Furthermore, the definition of roundness is grounded in physics. Rather than choose an arbitrary size definition (such as 1,000km in diameter for example), roundness implies that the object must have enough mass so that under its own gravity it can form a spherical shape.

Ceres is the only object in the asteroid belt known to be round and therefore a dwarf planet. Made of rigid, rocky material it has a diameter of about 900km and a mass of around 900 billion billion kg.

New false-colour renderings of the dwarf planet Ceres from the Dawn spacecraft. NASA/JPL-Caltech/UCLA/MPS/DLR/IDA

But trans-Neptunian objects are made of weaker stuff. Their icy interiors are more easily shaped by gravity and so require much less force to obtain a spherical shape. The lower size-limit for an icy object to be a dwarf planet is around 320km with a mass of only 1,000kg.

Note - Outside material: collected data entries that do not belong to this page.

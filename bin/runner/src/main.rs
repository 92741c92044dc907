use agentflow_agents::{HttpDispatcher, create_default_config_from_tags};
use agentflow_flow::{Engine, FlowService};
use agentflow_runner::config::RunnerConfig;
use agentflow_runner::error::RunnerError;
use agentflow_runner::{flow_file, summary};
use clap::{Parser, Subcommand};
use rootcause::Report;
use std::path::PathBuf;
use std::process::ExitCode;
use tokio_util::sync::CancellationToken;
use tracing_subscriber::{layer::SubscriberExt, util::SubscriberInitExt};

#[derive(Parser)]
#[command(name = "agentflow", version, about = "Run agent flow graphs")]
struct Cli {
    #[command(subcommand)]
    command: Commands,
}

#[derive(Subcommand)]
enum Commands {
    /// Run every agent node of a flow once
    Run {
        /// Flow document to run
        flow: PathBuf,
        /// Write the updated execution records back to the flow document
        #[arg(long)]
        write: bool,
        /// Per-node timeout in seconds
        #[arg(long)]
        timeout_secs: Option<u64>,
        /// Agent backend origin
        #[arg(long)]
        origin: Option<String>,
    },
    /// Check a flow document without running it
    Validate {
        /// Flow document to check
        flow: PathBuf,
    },
    /// Print the default config for an agent type
    NewConfig {
        /// Agent type, e.g. web_searcher or webSearcher
        agent_type: String,
        /// Backend model provider
        #[arg(long, default_value = "openai")]
        model: String,
    },
}

#[tokio::main]
async fn main() -> ExitCode {
    tracing_subscriber::registry()
        .with(
            tracing_subscriber::EnvFilter::try_from_default_env()
                .unwrap_or_else(|_| "info".into()),
        )
        .with(tracing_subscriber::fmt::layer().with_writer(std::io::stderr))
        .init();

    let cli = Cli::parse();
    let outcome = match cli.command {
        Commands::Run {
            flow,
            write,
            timeout_secs,
            origin,
        } => run(flow, write, timeout_secs, origin).await,
        Commands::Validate { flow } => validate(flow),
        Commands::NewConfig { agent_type, model } => new_config(&agent_type, &model),
    };

    match outcome {
        Ok(()) => ExitCode::SUCCESS,
        Err(report) => {
            tracing::error!("{report}");
            ExitCode::FAILURE
        }
    }
}

async fn run(
    path: PathBuf,
    write: bool,
    timeout_secs: Option<u64>,
    origin: Option<String>,
) -> Result<(), Report<RunnerError>> {
    let config = RunnerConfig::from_env()
        .map_err(|e| RunnerError::Config {
            reason: e.to_string(),
        })?
        .with_overrides(origin, timeout_secs);
    let engine_config = config.engine_config()?;
    let store = flow_file::load(&path)?;
    tracing::info!(
        path = %path.display(),
        origin = %config.backend.origin,
        node_timeout_secs = config.engine.node_timeout_secs,
        "running flow"
    );

    let engine = Engine::with_config(
        HttpDispatcher::new(config.backend.origin.clone()),
        engine_config,
    );
    let handle = FlowService::spawn(store, engine);

    let cancel = CancellationToken::new();
    let on_signal = cancel.clone();
    tokio::spawn(async move {
        if tokio::signal::ctrl_c().await.is_ok() {
            tracing::warn!("interrupt received; stopping before the next node");
            on_signal.cancel();
        }
    });

    let report = handle
        .run_with_cancel(cancel)
        .await
        .map_err(|e| RunnerError::Run {
            reason: e.to_string(),
        })?;
    let state = handle.snapshot().await.map_err(|e| RunnerError::Run {
        reason: e.to_string(),
    })?;

    print!("{}", summary::render(&report, &state));
    if write {
        flow_file::save(&path, &state)?;
        tracing::info!(path = %path.display(), "execution records written");
    }
    Ok(())
}

fn validate(path: PathBuf) -> Result<(), Report<RunnerError>> {
    let store = flow_file::load(&path)?;
    let order = agentflow_flow::execution_order(store.nodes(), store.edges()).map_err(|source| {
        RunnerError::Cyclic {
            path: path.clone(),
            source,
        }
    })?;
    println!(
        "{}: {} nodes, {} edges, run order: {}",
        path.display(),
        store.nodes().len(),
        store.edges().len(),
        order
            .iter()
            .map(ToString::to_string)
            .collect::<Vec<_>>()
            .join(" -> ")
    );
    Ok(())
}

fn new_config(agent_type: &str, model: &str) -> Result<(), Report<RunnerError>> {
    let config = create_default_config_from_tags(agent_type, model).map_err(|e| {
        RunnerError::Config {
            reason: e.to_string(),
        }
    })?;
    let json = serde_json::to_string_pretty(&config).map_err(|e| RunnerError::Config {
        reason: e.to_string(),
    })?;
    println!("{json}");
    Ok(())
}
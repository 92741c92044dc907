//! Error types for the agents crate.
//!
//! - `ConfigurationError`: building or validating an agent config
//! - `ExecutionError`: a single dispatch against the backend failed

use crate::config::AgentType;
use std::fmt;
use std::time::Duration;

/// Errors raised while creating or validating agent configuration.
#[derive(Debug, Clone, PartialEq, Eq)]
pub enum ConfigurationError {
    /// The agent tag is not one of the known agent types.
    UnknownAgentType { tag: String },
    /// The model tag is not one of the known backend model profiles.
    UnknownModelType { tag: String },
    /// A field holds a value outside its allowed range.
    Invalid { field: &'static str, reason: String },
    /// A replacement config targets a different agent type than the node.
    AgentTypeMismatch {
        expected: AgentType,
        actual: AgentType,
    },
}

impl fmt::Display for ConfigurationError {
    fn fmt(&self, f: &mut fmt::Formatter<'_>) -> fmt::Result {
        match self {
            Self::UnknownAgentType { tag } => write!(f, "unknown agent type '{tag}'"),
            Self::UnknownModelType { tag } => write!(f, "unknown model type '{tag}'"),
            Self::Invalid { field, reason } => {
                write!(f, "invalid configuration field '{field}': {reason}")
            }
            Self::AgentTypeMismatch { expected, actual } => {
                write!(
                    f,
                    "config for agent type '{actual}' cannot replace a '{expected}' config"
                )
            }
        }
    }
}

impl std::error::Error for ConfigurationError {}

/// Errors from dispatching one agent node.
///
/// The engine records `to_string()` of this error on the failing node.
#[derive(Debug, Clone, PartialEq, Eq)]
pub enum ExecutionError {
    /// The request never produced a response (connect, DNS, TLS...).
    RequestFailed { reason: String },
    /// The backend answered with a non-success status.
    BadStatus { status: u16, body: String },
    /// The response body could not be decoded.
    ResponseParseFailed { reason: String },
    /// The config is missing something the backend call needs.
    InvalidInput { reason: String },
    /// The dispatch did not settle within the per-node timeout.
    Timeout { after: Duration },
    /// No backend call exists for this agent type yet.
    Unsupported { agent_type: AgentType },
    /// Result nodes display output; they never dispatch.
    NotExecutable { agent_type: AgentType },
}

impl fmt::Display for ExecutionError {
    fn fmt(&self, f: &mut fmt::Formatter<'_>) -> fmt::Result {
        match self {
            Self::RequestFailed { reason } => write!(f, "backend request failed: {reason}"),
            Self::BadStatus { status, body } => {
                if body.is_empty() {
                    write!(f, "backend returned status {status}")
                } else {
                    write!(f, "backend returned status {status}: {body}")
                }
            }
            Self::ResponseParseFailed { reason } => {
                write!(f, "failed to parse backend response: {reason}")
            }
            Self::InvalidInput { reason } => write!(f, "invalid agent input: {reason}"),
            Self::Timeout { after } => {
                write!(f, "agent call timed out after {}s", after.as_secs_f64())
            }
            Self::Unsupported { agent_type } => {
                write!(f, "agent type '{agent_type}' has no backend call")
            }
            Self::NotExecutable { agent_type } => {
                write!(f, "agent type '{agent_type}' is not executable")
            }
        }
    }
}

impl std::error::Error for ExecutionError {}

#[cfg(test)]
mod tests {
    use super::*;

    #[test]
    fn configuration_error_display() {
        let err = ConfigurationError::UnknownAgentType {
            tag: "teleporter".to_string(),
        };
        assert!(err.to_string().contains("teleporter"));

        let err = ConfigurationError::AgentTypeMismatch {
            expected: AgentType::WebSearcher,
            actual: AgentType::Translator,
        };
        assert!(err.to_string().contains("web_searcher"));
        assert!(err.to_string().contains("translator"));
    }

    #[test]
    fn bad_status_omits_empty_body() {
        let err = ExecutionError::BadStatus {
            status: 502,
            body: String::new(),
        };
        assert_eq!(err.to_string(), "backend returned status 502");
    }

    #[test]
    fn timeout_mentions_duration() {
        let err = ExecutionError::Timeout {
            after: Duration::from_millis(1500),
        };
        assert!(err.to_string().contains("1.5s"));
    }
}
//! Human-readable run summaries.

use agentflow_agents::AgentSettings;
use agentflow_flow::{ExecutionStatus, FlowState, RunReport};
use std::fmt::Write;

/// Renders one line per node, followed by the output of every result node
/// in its configured display format.
#[must_use]
pub fn render(report: &RunReport, state: &FlowState) -> String {
    let mut out = String::new();
    let _ = writeln!(out, "{report}");

    for node in &state.nodes {
        let record = state.execution_results.get(&node.id);
        let status = record.map_or(ExecutionStatus::Idle, |r| r.status);
        let _ = write!(out, "  {} [{}] {status}", node.id, node.agent_type());
        if let Some(ms) = record.and_then(|r| r.execution_time_ms) {
            let _ = write!(out, " in {ms}ms");
        }
        if let Some(error) = record.and_then(|r| r.error.as_deref()) {
            let _ = write!(out, ": {error}");
        }
        out.push('\n');
    }

    for node in state.nodes.iter().filter(|n| n.is_result()) {
        let AgentSettings::Result(settings) = &node.config.settings else {
            continue;
        };
        if let Some(output) = state
            .execution_results
            .get(&node.id)
            .and_then(|r| r.output.as_ref())
        {
            let _ = writeln!(out, "\n== {} ({}) ==", node.config.name, node.id);
            let _ = writeln!(out, "{}", settings.render(output));
        }
    }
    out
}
//! Errors surfaced by the runner.

use agentflow_flow::{GraphCycleError, GraphError};
use std::fmt;
use std::path::PathBuf;

#[derive(Debug)]
pub enum RunnerError {
    /// The flow file could not be read or written.
    Io { path: PathBuf, reason: String },
    /// The flow file is not a valid flow document.
    Parse { path: PathBuf, reason: String },
    /// The flow document breaks a graph rule.
    InvalidFlow { path: PathBuf, source: GraphError },
    /// The flow's agent nodes form a cycle, so it can never run.
    Cyclic { path: PathBuf, source: GraphCycleError },
    /// The flow service failed or rejected the run.
    Run { reason: String },
    /// Environment configuration could not be loaded.
    Config { reason: String },
}

impl fmt::Display for RunnerError {
    fn fmt(&self, f: &mut fmt::Formatter<'_>) -> fmt::Result {
        match self {
            Self::Io { path, reason } => write!(f, "{}: {reason}", path.display()),
            Self::Parse { path, reason } => {
                write!(f, "{} is not a valid flow document: {reason}", path.display())
            }
            Self::InvalidFlow { path, source } => {
                write!(f, "{} describes an invalid flow: {source}", path.display())
            }
            Self::Cyclic { path, source } => write!(f, "{} cannot run: {source}", path.display()),
            Self::Run { reason } => write!(f, "run failed: {reason}"),
            Self::Config { reason } => write!(f, "invalid configuration: {reason}"),
        }
    }
}

impl std::error::Error for RunnerError {
    fn source(&self) -> Option<&(dyn std::error::Error + 'static)> {
        match self {
            Self::InvalidFlow { source, .. } => Some(source),
            Self::Cyclic { source, .. } => Some(source),
            _ => None,
        }
    }
}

This certainly stands true when looking at the icy moons that orbit Saturn. The smallest icy object known to be round is Saturn’s moon Mimas, at 400km across. Smaller moons, with diameters around 200km, are not round (see astronomer Mike Brown’s excellent description here).

The numbers game

Officially there are four dwarf planets beyond Neptune but unofficially there are many more. Mike Brown, who discovered the dwarf planet Eris, keeps a list of unofficial dwarf planets.

On that list are ten trans-Neptunian objects which are nearly certainly dwarf planets.

Four confirmed dwarf planets (top row) and four almost certainly dwarf planets (bottom row).
Lexicon

Extend the list to include fainter objects that have diameters of perhaps 600km or more, and another 27 potential dwarf planets (not counting 2015 RR245) are included.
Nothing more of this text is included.